Eine natürliche Person hat ihren Interessenmittelpunkt in der Regel dort, wo sie wohnt oder gewerbliche Tätigkeiten ausführt (OLG Hamm v. 15.09.2011 – 18 U 226/10). Ist es dem Gericht nicht möglich den Interessenmittelpunkt des Schuldners festzustellen, so muss der Schuldner beweisen dass sein Interessenmittelpunkt im EU-Ausland liegt (AG Köln, Beschl. v. 19.01.2012 – 74 IN 180/10). Selbstständige haben den Mittelpunkt der Interessen am Ort der beruflichen Tätigkeit (AG Köln Beschl. v. 12.11.2010 – 71 IN 343/10).
Juristische Personen und Gesellschaften haben, abgesehen von dem vermuteten Interessenmittelpunkt am satzungsmäßigen Sitz, ihren Interessenmittelpunkt am Ort der Hauptverwaltung, sofern er für Dritte erkennbar ist (EuGH Urt. v. 20.10.2011 – C-396/09). Von der Vermutung muss abgewichen werden, wenn eine Gesamtbetrachtung ergibt, dass der Mittelpunkt der Verwaltung und Kontrolle der Gesellschaft sich in einem anderen EU-Staat befindet (EuGH Urt. v. 20.10.2011 – C-396/09).
3. Nebenverfahren
Neben dem Hauptverfahren kann auch ein Nebenverfahren im EU-Ausland durchgeführt werden. Es gibt zwei Arten von Nebenverfahren die durchlaufen werden können: das Sekundärverfahren und das Partikularverfahren.
Wurde ein Hauptverfahren über das Vermögen des Schuldners bereits eröffnet, so kann parallel hierzu ein Sekundärverfahren eröffnet werden.
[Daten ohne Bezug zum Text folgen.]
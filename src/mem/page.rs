//! The per-page descriptor stored inside the metadata table.

use bitflags::bitflags;

bitflags! {
    /// State bits of a [`Page`].
    pub struct PageFlags: u8 {
        /// The page heads a block that is owned by a caller.
        const ALLOCATED = 1 << 0;
        /// The page was absorbed into a larger block and heads nothing.
        const TAIL = 1 << 1;
    }
}

/// Descriptor for a single physical page.
///
/// Only the descriptor of a block's head page (its lowest page) is
/// authoritative. The links thread the page through the free list of
/// its order while it heads a free block.
#[derive(Debug, Clone, Copy, PartialEq, Eq)]
pub struct Page {
    order: usize,
    flags: PageFlags,
    pub(super) prev: Option<usize>,
    pub(super) next: Option<usize>,
}

impl Page {
    /// A zeroed descriptor, used to build metadata tables.
    pub const EMPTY: Page = Page {
        order: 0,
        flags: PageFlags::empty(),
        prev: None,
        next: None,
    };

    /// The order of the block this page heads.
    pub fn order(&self) -> usize {
        self.order
    }

    /// The raw state bits of this page.
    pub fn flags(&self) -> PageFlags {
        self.flags
    }

    /// Whether this page heads an allocated block.
    pub fn is_allocated(&self) -> bool {
        self.flags.contains(PageFlags::ALLOCATED)
    }

    /// Whether this page is a non-head page of some block.
    pub fn is_tail(&self) -> bool {
        self.flags.contains(PageFlags::TAIL)
    }

    pub(super) fn set_order(&mut self, order: usize) {
        self.order = order;
    }

    /// Turn this page into the head of a free block of `order`.
    pub(super) fn make_free_head(&mut self, order: usize) {
        self.order = order;
        self.flags = PageFlags::empty();
    }

    /// Turn this page into the head of an allocated block of `order`.
    pub(super) fn make_allocated_head(&mut self, order: usize) {
        self.order = order;
        self.flags = PageFlags::ALLOCATED;
    }

    pub(super) fn make_tail(&mut self) {
        self.flags = PageFlags::TAIL;
        self.prev = None;
        self.next = None;
    }

    pub(super) fn set_allocated(&mut self, allocated: bool) {
        self.flags.set(PageFlags::ALLOCATED, allocated);
    }
}

impl Default for Page {
    fn default() -> Self {
        Self::EMPTY
    }
}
In Frage kommt das Sekundärverfahren, sofern der Schuldner eine Niederlassung in einem anderen Mitgliedsstaat hat, als in dem das Hauptverfahren eröffnet wurde, Art. 3 II 1, III, 2 lit. h EuInsVO.
Wurde kein Hauptverfahren eröffnet, so kann ein Partikularverfahren eröffnet werden, Art.3 IV EuInsVO. Das Verfahren wird eröffnet, wenn der Schuldner seinen COMI in einem Mitgliedsstaat hat, eine Niederlassung hingegen in einem anderen EU-Staat, Art. 3 IV, II EuInsVO. Eröffnet wird das Partikularverfahren aber nur, wenn ein Hauptverfahren nicht zulässig ist oder der Gläubiger bzw. die Forderung des Gläubigers einen Bezug zu der Niederlassung des Schuldners hat.
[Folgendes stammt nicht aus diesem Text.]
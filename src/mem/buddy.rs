//! Implementation of a buddy pool that is responsible for handing out
//! physical pages to the rest of the kernel.
//!
//! The pool manages `page_num` pages that start at a page aligned physical
//! address. Each page is described by a [`Page`] inside a metadata table
//! supplied by the caller. Blocks of `2^order` pages are always aligned to
//! their own size (relative to the start of the pool), which makes it possible
//! to find the buddy of a block by flipping a single bit of its index:
//!
//! ```text
//! order 2:  +---------------+---------------+
//!           |  block 0..4   |  block 4..8   |   4 = 0 ^ (1 << 2)
//!           +---------------+---------------+
//! order 3:  +-------------------------------+
//!           |          block 0..8           |
//!           +-------------------------------+
//! ```
//!
//! The head of a merged block is always the lower one of the two buddies.

use super::{
    addr::PhysAddr,
    free_list::{self, FreeList},
    is_page_aligned, order_for_pages, size_for_order,
    page::Page,
    AllocStats, Error, Result, Violation, MAX_ORDER, PAGE_SIZE,
};
use crate::unit;
use core::{cmp, slice};


/// Calculate the index of the buddy of the block at `index`, if the block
/// had the given `order`.
///
/// Returns `None` if the buddy is outside of a pool with `page_num` pages.
fn buddy_at(index: usize, order: usize, page_num: usize) -> Option<usize> {
    let buddy = index ^ 1usize.checked_shl(order as u32)?;
    if buddy < page_num {
        Some(buddy)
    } else {
        None
    }
}

/// A block of `2^order` pages that was handed out by a [`BuddyPool`].
///
/// A `Block` can't be cloned and is consumed by [`BuddyPool::free`],
/// so every block is given back exactly once.
#[derive(Debug, PartialEq, Eq)]
#[must_use = "dropping a block leaks its pages"]
pub struct Block {
    index: usize,
    order: usize,
}

impl Block {
    /// Rebuild a block from the index of its head page and its order.
    ///
    /// # Safety
    ///
    /// The block must have been handed out by the pool it is freed to,
    /// and no other `Block` for it may exist.
    pub unsafe fn from_raw_parts(index: usize, order: usize) -> Self {
        Self { index, order }
    }

    /// Split this block into the index of its head page and its order.
    pub fn into_raw_parts(self) -> (usize, usize) {
        (self.index, self.order)
    }

    /// The index of the head page inside the pool.
    pub fn index(&self) -> usize {
        self.index
    }

    /// The order of this block.
    pub fn order(&self) -> usize {
        self.order
    }

    /// The number of pages inside this block.
    pub fn page_count(&self) -> usize {
        1 << self.order
    }

    /// The size of this block in bytes.
    pub fn size(&self) -> usize {
        size_for_order(self.order)
    }
}

/// The central structure that is responsible for allocating
/// pages using the buddy allocation algorithm.
///
/// `ORDERS` is the number of orders this pool manages, the largest
/// block it can form holds `2^(ORDERS - 1)` pages.
pub struct BuddyPool<'a, const ORDERS: usize = MAX_ORDER> {
    pages: &'a mut [Page],
    start: PhysAddr,
    free_lists: [FreeList; ORDERS],
}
4. Europaweite Entscheidungsanerkennung
Im Grundsatz entfalten Insolvenzentscheidungen die im EU-Ausland ergehen europaweit Wirkung.
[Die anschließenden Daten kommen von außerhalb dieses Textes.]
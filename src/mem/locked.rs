//! A [`BuddyPool`] behind a spinlock, so it can live inside a `static`
//! and be shared between harts.

use super::{
    addr::PhysAddr,
    buddy::{Block, BuddyPool},
    page::Page,
    AllocStats, Error, Result, MAX_ORDER,
};
use spin::{Mutex, MutexGuard};

/// A [`BuddyPool`] that is initialized at runtime and protected by a lock.
///
/// Every operation locks the pool for its whole duration.
pub struct LockedPool<'a, const ORDERS: usize = MAX_ORDER> {
    inner: Mutex<Option<BuddyPool<'a, ORDERS>>>,
}

impl<'a, const ORDERS: usize> LockedPool<'a, ORDERS> {
    /// Create a new pool that has to be initialized using [`Self::init`]
    /// before it can hand out blocks.
    pub const fn new() -> Self {
        Self {
            inner: Mutex::new(None),
        }
    }

    /// Initialize this pool, see [`BuddyPool::init`].
    pub fn init(&self, metadata: &'a mut [Page], start: PhysAddr, page_num: usize) -> Result<()> {
        let mut inner = self.inner.lock();
        if inner.is_some() {
            return Err(Error::AlreadyInitialized);
        }

        *inner = Some(BuddyPool::init(metadata, start, page_num)?);
        Ok(())
    }

    /// Lock the pool and get direct access to it.
    pub fn lock(&self) -> MutexGuard<'_, Option<BuddyPool<'a, ORDERS>>> {
        self.inner.lock()
    }

    fn with<T>(&self, f: impl FnOnce(&mut BuddyPool<'a, ORDERS>) -> Result<T>) -> Result<T> {
        let mut inner = self.inner.lock();
        let pool = inner.as_mut().ok_or(Error::Uninitialized)?;
        f(pool)
    }

    /// Allocate a block of `2^order` pages.
    pub fn allocate(&self, order: usize) -> Result<Block> {
        self.with(|pool| pool.allocate(order))
    }

    /// Allocate the smallest block that holds `count` pages.
    pub fn allocate_pages(&self, count: usize) -> Result<Block> {
        self.with(|pool| pool.allocate_pages(count))
    }

    /// Give a block back to the pool.
    pub fn free(&self, block: Block) -> Result<()> {
        self.with(|pool| pool.free(block))
    }

    /// Sum up the size of every free block.
    pub fn total_free_bytes(&self) -> Result<usize> {
        self.with(|pool| Ok(pool.total_free_bytes()))
    }

    /// Return the statistics of the inner pool.
    pub fn stats(&self) -> Result<AllocStats> {
        self.with(|pool| Ok(pool.stats()))
    }
}

impl<const ORDERS: usize> Default for LockedPool<'_, ORDERS> {
    fn default() -> Self {
        Self::new()
    }
}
Das folgt aus der europaweiten Anerkennung der Entscheidungen, welche auf Grundlage der EuInsVO ergehen.
Die Eröffnung des Hauptverfahrens wird ohne weitere Prozedur in ganz Europa anerkannt, Art.16 I EuInsVO. Anerkannt werden können auch sonstige Entscheidungen und Sicherungsmaßnahmen, Art. 25 EuInsVO. Sonstige Entscheidungen sind z.B. die Insolvenzanfechtung, die Entscheidung über eine Restschuldbefreiung und die Haftung des Verwalters.
Es gibt zwei Ausnahmen, bei denen die Entscheidungen keine europaweite Wirkung erlangen. Eine im EU-Ausland ergangene Entscheidung entfaltet über die Grenzen hinaus keine Wirkung, wenn sie die persönliche Freiheit oder das Postgeheimnis beeinträchtigen würde, Art. 25 III EuInsVO. Verstößt eine im EU-Ausland ergangene Entscheidung gegen die öffentliche Ordnung des Staates (ordre public) in dem sie anerkannt werden soll, so kann der Mitgliedsstaat es verweigern der Entscheidung Wirkung zu verleihen. Beruht die Insolvenzeröffnung auf einem vorgetäuschten Wohnsitz des Schuldners, so liegt ein Verstoß gegen die öffentliche Ordnung vor (LG Köln Urt. v. 14.10.2011 - 82 O 15/08).
5. Fazit
Die Insolvenz im EU-Ausland bietet dem Schuldner die Möglichkeit in einer finanziellen Krise das Land in dem die Insolvenz durchlaufen werden soll, zu wählen. Dabei kann der für ihn günstigste und auch schnellste finanzielle Entlastungsweg im Ausland gewählt werden. Das ist natürlich nicht grenzenlos möglich, sondern nur in dem von der EuInsVO eng vorgegebenen Rahmen.